Black and Cook, it should be explained, do not like each other. There was a dispute going back to Black’s MA thesis and Black took the precaution of including a footnote in his book, in a phrase about “facile and fatuous” historians, to dismiss “the churlish flippancies of Ramsay Cook.” That, as it turns out, was mere warming up. In The Globe reply Cook became “a slanted, supercilious little twit” and on TV Black said he had “the professional ethics of a cockroach.” Good stuff! The city is at last taking on some of the true bitchiness of London.

Author Black is sensitive at a long distance. When another professor. Dr. Walter Young, reviewed his book in The Vancouver Sun as “absurdly long . . . disconnected ... superficial... a rehash of an MA thesis,” Black roared back with a public letter that had to be delivered in an asbestos pouch. Twenty-six of the 28 sentences in the review were “false,” he charged. He had never heard before of Young (who is a. Rhodes scholar, head of the political science department at the University of Victoria and author of a respected history of the CCF) “and do not expect to hear from him again.”

In such robust going it has not been a good season generally for academics. The next unfortunate victim was J. L. Granatstein, another York history professor, who relieved himself of a plaintive whine in The Globe that all these bothersome pop historians such as Pierre Berton, Barry Broadfoot and Walter Stewart were cheating the academics of their rightful grants and were producing “hasty, sloppy ... trivial pap.” Berton was accused of an intriguing crime in that he “consciously makes his work ‘interesting.’ ” The lofty professor sadly seems a trifle accident prone. He got the name of Stewart’s latest book wrong and in the same paper on another page was apologizing for an error he’d made accusing Sir Arthur Meighen of accepting a slush fund. Berton, of course, closed in for the kill, writing, “Well, professor, I sure as hell don’t consciously make [my work] dull.” Stewart zeroed in all the way from Washington, DC, reminding Globe readers that this wasjust another of Granatstein’s “hasty, trivial, sloppy and demeaning exercises.”

Cook and Granatstein are brutes for punishment. Our next catfight involved a double teaming job on Bernard Ostry, the famed Ottawa infighter and no mean man himself in a high-level dictionary battle.
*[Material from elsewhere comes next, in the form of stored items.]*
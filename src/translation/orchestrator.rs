/*!
 * Batch orchestration of translation requests.
 *
 * Per request: normalize the items, resolve what the cache already knows,
 * check that the tool is usable, then translate the remaining items in
 * chunks of at most `batch_size`, one tool invocation per chunk. Items the
 * tool did not answer for keep their source text and produce a warning.
 */

use log::{debug, error, info, warn};
use serde::{Deserialize, Deserializer, Serialize};
use std::collections::HashMap;
use std::sync::Arc;
use std::time::Instant;
use tokio::sync::Semaphore;

use super::cache::{CacheKey, TranslationCache};
use super::extractor::{extract_results, BatchResult, ExtractionStrategy};
use super::normalizer::{normalize_items, RawItem, TranslationItem};
use super::options::TranslationOptions;
use super::prompts::build_batch_prompt;
use crate::app_config::{Config, ServiceConfig, ToolConfig};
use crate::errors::{tail_excerpt, ServiceError, EXCERPT_MAX_CHARS};
use crate::tool::{HealthMonitor, InvocationKind, ProcessResult, ToolInvocation, ToolRunner};

/// Placeholder in the tool arguments replaced by the request's model
pub const MODEL_PLACEHOLDER: &str = "{model}";

/// Incoming translation request
#[derive(Debug, Clone, Default, Serialize, Deserialize)]
#[serde(rename_all = "camelCase", default)]
pub struct TranslateRequest {
    pub source_lang: Option<String>,
    pub target_lang: Option<String>,
    pub model: Option<String>,
    pub mode: Option<String>,
    pub tone: Option<String>,
    /// Integers, floats and numeric strings are accepted, then clamped
    #[serde(deserialize_with = "lenient_count")]
    pub batch_size: Option<i64>,
    #[serde(deserialize_with = "lenient_count")]
    pub max_chars_per_item: Option<i64>,
    pub items: Vec<RawItem>,
}

impl TranslateRequest {
    /// Request for `items` into `target_lang`, everything else defaulted
    pub fn new(target_lang: &str, items: Vec<RawItem>) -> Self {
        Self {
            target_lang: Some(target_lang.to_string()),
            items,
            ..Self::default()
        }
    }
}

fn lenient_count<'de, D>(deserializer: D) -> Result<Option<i64>, D::Error>
where
    D: Deserializer<'de>,
{
    let value = Option::<serde_json::Value>::deserialize(deserializer)?;
    Ok(match value {
        Some(serde_json::Value::Number(n)) => n.as_i64().or_else(|| n.as_f64().map(|f| f as i64)),
        Some(serde_json::Value::String(s)) => s.trim().parse::<f64>().ok().map(|f| f as i64),
        _ => None,
    })
}

/// Aggregate counters for a response
#[derive(Debug, Clone, PartialEq, Serialize, Deserialize)]
#[serde(rename_all = "camelCase")]
pub struct ResponseMeta {
    pub model: String,
    pub total: usize,
    pub cache_hits: usize,
    pub generated: usize,
    pub fallbacks: usize,
    pub duration_ms: u64,
}

/// Successful response: one result per normalized item, in input order
#[derive(Debug, Clone, PartialEq, Serialize, Deserialize)]
pub struct TranslateResponse {
    pub results: Vec<BatchResult>,
    pub warnings: Vec<String>,
    pub meta: ResponseMeta,
}

/// Drives normalization, caching, tool invocations and extraction
#[derive(Debug)]
pub struct BatchOrchestrator {
    runner: Arc<dyn ToolRunner>,
    cache: TranslationCache,
    health: Arc<HealthMonitor>,
    tool: ToolConfig,
    defaults: ServiceConfig,
    invocation_slots: Arc<Semaphore>,
}

impl BatchOrchestrator {
    pub fn new(
        runner: Arc<dyn ToolRunner>,
        cache: TranslationCache,
        health: Arc<HealthMonitor>,
        config: &Config,
    ) -> Self {
        Self {
            runner,
            cache,
            health,
            tool: config.tool.clone(),
            defaults: config.service.clone(),
            invocation_slots: Arc::new(Semaphore::new(config.service.max_concurrent_invocations.max(1))),
        }
    }

    pub fn cache(&self) -> &TranslationCache {
        &self.cache
    }

    /// Translate one request
    pub async fn translate(&self, request: TranslateRequest) -> Result<TranslateResponse, ServiceError> {
        let started = Instant::now();
        let request_id = short_request_id();

        let options = TranslationOptions::resolve(
            &self.defaults,
            request.source_lang.as_deref(),
            request.target_lang.as_deref(),
            request.model.as_deref(),
            request.mode.as_deref(),
            request.tone.as_deref(),
            request.batch_size,
            request.max_chars_per_item,
        );

        let items = normalize_items(&request.items, options.max_chars_per_item);
        if items.is_empty() {
            return Err(ServiceError::BadRequest(
                "request contains no items with non-empty text".to_string(),
            ));
        }

        info!(
            "[{}] Translating {} item(s) {} -> {} with {} ({}, {})",
            request_id,
            items.len(),
            options.source_lang,
            options.target_lang,
            options.model,
            options.mode.as_str(),
            options.tone.as_str()
        );

        // Partition into cache hits and pending items
        let keys: Vec<CacheKey> = items
            .iter()
            .map(|item| CacheKey::for_item(&options, &item.text))
            .collect();
        let mut resolved: Vec<Option<String>> = vec![None; items.len()];
        let mut pending: Vec<usize> = Vec::new();
        for (index, key) in keys.iter().enumerate() {
            match self.cache.get(key) {
                Some(translation) => resolved[index] = Some(translation),
                None => pending.push(index),
            }
        }
        let cache_hits = items.len() - pending.len();

        let mut warnings = Vec::new();
        let mut generated = 0;
        let mut fallbacks = 0;

        if !pending.is_empty() {
            let health = self.health.snapshot(false).await;
            if !health.ok {
                warn!("[{}] Tool unavailable: {}", request_id, health.message);
                return Err(ServiceError::ServiceUnavailable(health.message));
            }

            let chunk_count = pending.len().div_ceil(options.batch_size);
            for (chunk_index, chunk) in pending.chunks(options.batch_size).enumerate() {
                let chunk_items: Vec<TranslationItem> = chunk.iter().map(|&i| items[i].clone()).collect();
                debug!(
                    "[{}] Chunk {}/{} with {} item(s)",
                    request_id,
                    chunk_index + 1,
                    chunk_count,
                    chunk_items.len()
                );

                let rows = self.run_chunk(&options, &chunk_items).await.map_err(|e| {
                    error!("[{}] Chunk {}/{} failed: {}", request_id, chunk_index + 1, chunk_count, e);
                    e
                })?;

                let by_id: HashMap<&str, &str> = rows
                    .iter()
                    .map(|row| (row.id.as_str(), row.translated_text.as_str()))
                    .collect();

                for &index in chunk {
                    let item = &items[index];
                    match by_id.get(item.id.as_str()) {
                        Some(&translation) => {
                            self.cache.put(keys[index].clone(), translation.to_string());
                            resolved[index] = Some(translation.to_string());
                            generated += 1;
                        }
                        None => {
                            warn!("[{}] No translation returned for item '{}'", request_id, item.id);
                            warnings.push(format!(
                                "No translation returned for item '{}'; kept source text",
                                item.id
                            ));
                            resolved[index] = Some(item.text.clone());
                            fallbacks += 1;
                        }
                    }
                }
            }
        }

        let results: Vec<BatchResult> = items
            .iter()
            .zip(resolved)
            .map(|(item, translation)| {
                BatchResult::new(item.id.clone(), translation.unwrap_or_else(|| item.text.clone()))
            })
            .collect();

        let meta = ResponseMeta {
            model: options.model.clone(),
            total: results.len(),
            cache_hits,
            generated,
            fallbacks,
            duration_ms: started.elapsed().as_millis() as u64,
        };

        info!(
            "[{}] Done in {}ms: {} cached, {} generated, {} fallback(s)",
            request_id, meta.duration_ms, meta.cache_hits, meta.generated, meta.fallbacks
        );

        Ok(TranslateResponse { results, warnings, meta })
    }

    /// One tool invocation plus one extraction pass
    async fn run_chunk(
        &self,
        options: &TranslationOptions,
        chunk: &[TranslationItem],
    ) -> Result<Vec<BatchResult>, ServiceError> {
        let args: Vec<String> = self
            .tool
            .exec_args
            .iter()
            .map(|arg| arg.replace(MODEL_PLACEHOLDER, &options.model))
            .collect();
        let invocation = ToolInvocation::new(InvocationKind::Translate, &self.tool.program, &args, self.tool.timeout())
            .with_stdin(build_batch_prompt(options, chunk));

        let result = {
            let _permit = self
                .invocation_slots
                .acquire()
                .await
                .map_err(|_| ServiceError::UpstreamFailure("tool invocation pool is closed".to_string()))?;
            self.runner.run(invocation).await?
        };

        // Extraction is CPU-bound on large outputs
        let tool = self.tool.clone();
        let chunk = chunk.to_vec();
        tokio::task::spawn_blocking(move || interpret(&tool, result, &chunk))
            .await
            .map_err(|e| ServiceError::UpstreamFailure(format!("extraction task failed: {}", e)))?
    }
}

fn interpret(
    tool: &ToolConfig,
    result: ProcessResult,
    chunk: &[TranslationItem],
) -> Result<Vec<BatchResult>, ServiceError> {
    let program = &tool.program;

    if result.timed_out {
        return Err(ServiceError::UpstreamTimeout(format!(
            "`{}` did not finish within {}s",
            program, tool.timeout_secs
        )));
    }

    let failed = !result.success();
    if failed && result.stdout_text.trim().is_empty() {
        return Err(ServiceError::UpstreamFailure(format!(
            "`{}` failed ({}): {}",
            program,
            result.exit_description(),
            stderr_summary(&result)
        )));
    }

    match extract_results(&result.stdout_text, chunk) {
        // After a failed exit, free text is the tool's error message
        Ok(extraction) if failed && extraction.strategy == ExtractionStrategy::PlainText => {
            Err(ServiceError::UpstreamFailure(format!(
                "`{}` failed ({}) without structured output: {}; stderr: {}",
                program,
                result.exit_description(),
                tail_excerpt(&result.stdout_text, EXCERPT_MAX_CHARS),
                stderr_summary(&result)
            )))
        }
        Ok(extraction) => {
            debug!("Extracted {} row(s) via {:?}", extraction.rows.len(), extraction.strategy);
            Ok(extraction.rows)
        }
        Err(e) if failed => Err(ServiceError::UpstreamFailure(format!(
            "`{}` failed ({}) without usable output: {}; stderr: {}",
            program,
            result.exit_description(),
            e,
            stderr_summary(&result)
        ))),
        Err(e) => Err(ServiceError::ParseFailure(format!(
            "could not read `{}` output: {}",
            program, e
        ))),
    }
}

fn stderr_summary(result: &ProcessResult) -> String {
    let excerpt = tail_excerpt(&result.stderr_text, EXCERPT_MAX_CHARS);
    if excerpt.is_empty() {
        "<no stderr>".to_string()
    } else {
        excerpt
    }
}

fn short_request_id() -> String {
    uuid::Uuid::new_v4().simple().to_string()[..8].to_string()
}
Cook did a savage job on The Age Of Mackenzie King, the 22-year-old book by Ostry and Harry Ferns that has been reissued. The main thrust of the Cook piece seemed to be envy that Ostry wore elegant clothes. There was an artful left jab in closing that Ostry, so critical of the devious King, in fact followed his route perfectly—an ambitious lad who went to Ottawa as a humble civil servant, fell in with Liberals, acquired an estate in the Gatineau and gradually took over the country.

The witty Ostry (if he had not existed, F. Scott Fitzgerald would have had to invent him) does not let the fact he is now head of the National Museums deter him from tossing off the line that King was “on the take until the day he died.” Granatstein promptly attacked, charging there was no proof. Ostry pointed out that the prime minister of 20 years came from a modest family, spent 40 years in public life while being a favorite of such as the Rockefellers, and died a millionaire. How come?

The indefatigable Granatstein fought back with mutterings about this reprinted book that he had bought cut rate in 1961; Senator Eugene Forsey attacked the professor for the Meighen goof; publisher James Lorimer attacked him for the reissue slur and at last count Ostry was contacting a man who claimed on a Vancouver hot-line show he had proof King had been a homosexual.

All of this is without mentioning the most artistic surgery of all—the job done by Dalton Camp on the second volume of the Diefenbaker memoirs. It was one of the longest reviews ever allowed any reviewer—more than half a page. For Camp it was obviously a labor of love, for the reader even now a collector’s item.

The word is about that the reason for the long delay in the second volume of Camp’s own work is that he’s going to outwait Dief, hold off until the third and last volume is sealed and then get even. Cook, Granatstein, Ostry, Berton and Stewart of course will be in on the kill for that one, too. We’ll even have to recruit Black. His uppercuts are too good to waste.